The lethal cladding of extreme power could blind, and constrain a man, so much that he might fall into the ditch, and still think himself powerful. Wise folks know this. So, they handle power and its claddings with extreme care. 

I would like in that sense to caution Dr. Rotimi Fasan, columnist and colleague at the Vanguard, whose recent take on the renaming of streets bearing Igbo names in Lagos, leaves sour tastes on the mouth. I will try to stay in the bounds of collegiality, but I should remind Fasan that our calling in the humane letters demands a broader, clearer, sober, gentler regard  for truth unconstrained by provincialism or the kind of deadly and empty self-regard, that is so writ large in his column, this past Thursday. He titled it, “Who Are the Bigots?” Dr. Fasan should take a very hard and steady look at the mirror, and his answer might stare right back at him. 

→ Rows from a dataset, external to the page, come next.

impl TrafBox {
    /// ボックス種別
    pub const TYPE: BoxType = BoxType::Normal(*b"traf");
}

impl Encode for TrafBox {
    fn encode(&self, buf: &mut [u8]) -> Result<usize> {
        encode_box(buf, Self::TYPE, |w| {
            w.put(&self.tfhd_box)?;
            w.put(&self.tfdt_box)?;
            for b in &self.trun_boxes {
                w.put(b)?;
            }
            for b in &self.sgpd_boxes {
                w.put(b)?;
            }
            for b in &self.sbgp_boxes {
                w.put(b)?;
            }
            for b in &self.unknown_boxes {
                w.put(b)?;
            }
            Ok(())
        })
    }
}

impl Decode for TrafBox {
    fn decode(buf: &[u8]) -> Result<(Self, usize)> {
        decode_box(buf, Self::TYPE, |r| {
            let mut tfhd_box = None;
            let mut tfdt_box = None;
            let mut trun_boxes = Vec::new();
            let mut sgpd_boxes = Vec::new();
            let mut sbgp_boxes = Vec::new();
            let mut unknown_boxes = Vec::new();
            while !r.is_empty() {
                match r.peek_box_header()?.box_type {
                    TfhdBox::TYPE if tfhd_box.is_none() => tfhd_box = Some(r.get()?),
                    TfdtBox::TYPE if tfdt_box.is_none() => tfdt_box = Some(r.get()?),
                    TrunBox::TYPE => trun_boxes.push(r.get()?),
                    SgpdBox::TYPE => sgpd_boxes.push(r.get()?),
                    SbgpBox::TYPE => {
                        sbgp_boxes.push(r.get::<SbgpBox>()?.into_fragment_context()?);
                    }
                    _ => unknown_boxes.push(r.get()?),
                }
            }
            Ok(Self {
                tfhd_box: check_mandatory_box(tfhd_box, "tfhd", "traf")?,
                tfdt_box,
                trun_boxes,
                sgpd_boxes,
                sbgp_boxes,
                unknown_boxes,
            })
        })
    }
}

impl BaseBox for TrafBox {
    fn box_type(&self) -> BoxType {
        Self::TYPE
    }

    fn children<'a>(&'a self) -> Box<dyn 'a + Iterator<Item = &'a dyn BaseBox>> {
        Box::new(
            std::iter::once(&self.tfhd_box as &dyn BaseBox)
                .chain(self.tfdt_box.iter().map(as_box_object))
                .chain(self.trun_boxes.iter().map(as_box_object))
                .chain(self.sgpd_boxes.iter().map(as_box_object))
                .chain(self.sbgp_boxes.iter().map(as_box_object))
                .chain(self.unknown_boxes.iter().map(as_box_object)),
        )
    }
}
//! `moov` ボックスをメディアデータの前方に移動するための処理
use std::io::{Read, Seek, SeekFrom, Write};

use super::MuxError;

/// 移動量（= `moov` ボックスのサイズ）が確定するまで `moov` ボックスを構築し直す
///
/// `build` はチャンクオフセットに加算する移動量を受け取って、エンコード済みの `moov` ボックスを返す。
/// 移動量が増えると `co64` への昇格で `moov` ボックスが大きくなることがあるため、サイズが変わらなくなるまで繰り返す。
pub(crate) fn settle_moov<F>(mut build: F) -> Result<Vec<u8>, MuxError>
where
    F: FnMut(u64) -> Result<Vec<u8>, MuxError>,
{
    let mut shift = 0;
    loop {
        let bytes = build(shift)?;
        if bytes.len() as u64 == shift {
            return Ok(bytes);
        }
        shift = bytes.len() as u64;
    }
}

/// ファイル中の `[start, end)` の範囲のバイト列を `shift` バイト後方にずらす
///
/// 先頭から順に、二つのバッファを交互に使って読み込みと書き込みを行う。
/// 各バッファのサイズは `max(buffer_size / 2, shift)` で、書き込みによって未読の領域を上書きすることはない。
pub(crate) fn shift_forward<F>(
    file: &mut F,
    start: u64,
    end: u64,
    shift: u64,
    buffer_size: usize,
) -> Result<(), MuxError>
where
    F: Read + Write + Seek,
{
    if shift == 0 || start >= end {
        return Ok(());
    }

    let block_size = (buffer_size / 2).max(shift as usize).max(1) as u64;
    let mut current = Vec::new();
    let mut next = Vec::new();

    read_block(file, start, block_size.min(end - start), &mut current)?;
    let mut position = start;
    while !current.is_empty() {
        let next_position = position + current.len() as u64;
        read_block(
            file,
            next_position,
            block_size.min(end - next_position),
            &mut next,
        )?;

        file.seek(SeekFrom::Start(position + shift))?;
        file.write_all(&current)?;

        position = next_position;
        std::mem::swap(&mut current, &mut next);
    }

    log::debug!("shifted {} bytes forward by {shift} bytes", end - start);
    Ok(())
}

fn read_block<F>(file: &mut F, position: u64, size: u64, buf: &mut Vec<u8>) -> Result<(), MuxError>
where
    F: Read + Seek,
{
    buf.clear();
    buf.resize(size as usize, 0);
    if size > 0 {
        file.seek(SeekFrom::Start(position))?;
        file.read_exact(buf)?;
    }
    Ok(())
}

/// 予約済みの領域に `moov` ボックスを書き込めるかどうかを判定する
///
/// 余りが出る場合は `free` ボックスで埋めるので、余りはヘッダー分の 8 バイト以上必要
pub(crate) fn fits_reserved_area(moov_size: u64, reserved_size: u64) -> bool {
    moov_size == reserved_size || moov_size + 8 <= reserved_size
}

In 1994, when I began writing the “Orbit” column on the Sunday Vanguard, there were three of us who gave that redoubtable editor, Fola Arogundade, High Blood Pressure: Alhaji Animashaun, was wise, direct, and stubborn. Dele Sobowale was methodical and unflinching, and I was brash, young, and idealistic. The three of us stirred the steeds on the Sunday Vanguard. It kept readers coming. Add to that, the lovely and ageless editorial cartoonist, Dada Adekola, whose ‘Sarge’ series, with its savage humor took satire to its finest heights. We did not always agree on certain finer details, but we did always agree on what mattered: that injustice had no tribe or class.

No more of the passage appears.